Dores persistentes pelo corpo, crises de falta de ar, fadiga intensa e sensação constante de esgotamento. Sintomas frequentemente associados à ansiedade, ao estresse ou até mesmo à depressão podem, na verdade, estar relacionados a doenças físicas ainda não diagnosticadas. Especialistas alertam que a interpretação equivocada desses sinais pode atrasar tratamentos importantes e agravar o quadro clínico dos pacientes.
Segundo o neurocirurgião Bruno Burjaili, do Hospital Sírio-Libanês, é cada vez mais comum que doenças crônicas sejam confundidas com transtornos emocionais, especialmente quando provocam dores contínuas e comprometem diferentes aspectos da rotina.
“O impacto emocional existe e pode ser significativo, mas muitas vezes ele surge como consequência da própria doença física. A dor constante afeta o sono, a disposição, o convívio social e a qualidade de vida do paciente”, explica o especialista.
De acordo com Burjaili, mesmo em quadros considerados de depressão “mais pura”, há alterações orgânicas envolvidas. “A explicação do quadro também passa por mudanças físicas, embora em regiões mais sutis e complexas do sistema nervoso”, afirma.
Entre as enfermidades mais frequentemente confundidas com problemas emocionais está a fibromialgia, síndrome caracterizada por dores difusas e persistentes em diferentes regiões do corpo.
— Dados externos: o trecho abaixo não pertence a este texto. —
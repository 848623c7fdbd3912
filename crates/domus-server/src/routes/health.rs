//! Liveness, readiness and metrics.

use std::sync::Arc;

use axum::extract::State;
use axum::http::{header, StatusCode};
use axum::response::IntoResponse;
use axum::routing::get;
use axum::{Json, Router};
use serde_json::json;
use tracing::warn;

use crate::state::AppState;

const PROMETHEUS_CONTENT_TYPE: &str = "text/plain; version=0.0.4; charset=utf-8";

pub fn routes() -> Router<Arc<AppState>> {
    Router::new()
        .route("/health", get(health))
        .route("/ready", get(ready))
        .route("/metrics", get(metrics))
}

/// GET /health: process is up.
async fn health(State(state): State<Arc<AppState>>) -> Json<serde_json::Value> {
    Json(json!({
        "status": "ok",
        "worker": state.coordinator.worker_running(),
        "jobs": state.coordinator.jobs().len(),
        "time": chrono::Utc::now().to_rfc3339(),
    }))
}

/// GET /ready: 503 when the database cannot be reached.
async fn ready(State(state): State<Arc<AppState>>) -> impl IntoResponse {
    match state.gate.store().ping() {
        Ok(()) => (StatusCode::OK, Json(json!({ "status": "ready" }))),
        Err(e) => {
            warn!("readiness check failed: {}", e);
            (
                StatusCode::SERVICE_UNAVAILABLE,
                Json(json!({
                    "status": "unavailable",
                    "error": { "code": e.code(), "message": e.to_string() },
                })),
            )
        }
    }
}

/// GET /metrics: Prometheus text.
async fn metrics(State(state): State<Arc<AppState>>) -> impl IntoResponse {
    let body = state.metrics.render(state.config.metrics_dir.as_deref());
    ([(header::CONTENT_TYPE, PROMETHEUS_CONTENT_TYPE)], body)
}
O neurocirurgião destaca que o desconforto costuma migrar entre áreas distintas, dificultando o diagnóstico e levando muitos pacientes a ouvirem que os sintomas têm origem exclusivamente psicológica.
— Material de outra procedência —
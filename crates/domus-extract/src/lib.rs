//! Domus Extract: OCR/PDF text, normalization, LLC1/CON29 field extraction.

pub mod fields;
pub mod normalize;
pub mod text;

pub use fields::{
    extract, extract_raw, DocumentType, ExtractedField, ExtractedFields, ExtractedValue, FieldName,
    RULESET_VERSION,
};
pub use normalize::{normalize, NormalizedText};
pub use text::{is_pdf, PdfTextExtractor, TextExtraction, TextExtractor};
“Trata-se de uma dor presente praticamente o tempo todo. Existem impactos afetivos e emocionais associados, mas isso não deve ser interpretado como a causa principal da doença”, ressalta.
Além da fibromialgia, outras condições também aparecem na lista das mais confundidas com ansiedade ou depressão. Entre elas estão a síndrome do intestino irritável, a síndrome da bexiga dolorosa e a síndrome da fadiga crônica doenças que frequentemente apresentam sintomas invisíveis em exames convencionais, mas que provocam sofrimento real e limitações importantes.
Especialistas alertam que a demora no diagnóstico correto pode desencadear um ciclo ainda mais prejudicial. Sem tratamento adequado, o paciente tende a enfrentar piora das dores, isolamento social, dificuldades profissionais e desgaste emocional progressivo.
“A fibromialgia, por exemplo, quando não tratada, pode sim desencadear quadros mais graves de depressão e ansiedade, tornando o tratamento mais complexo e prolongado”, alerta Burjaili.
A recomendação dos médicos é que sintomas persistentes nunca sejam ignorados ou automaticamente atribuídos apenas ao emocional. A investigação clínica detalhada e o acompanhamento multidisciplinar são considerados fundamentais para garantir um diagnóstico preciso e melhorar a qualidade de vida dos pacientes.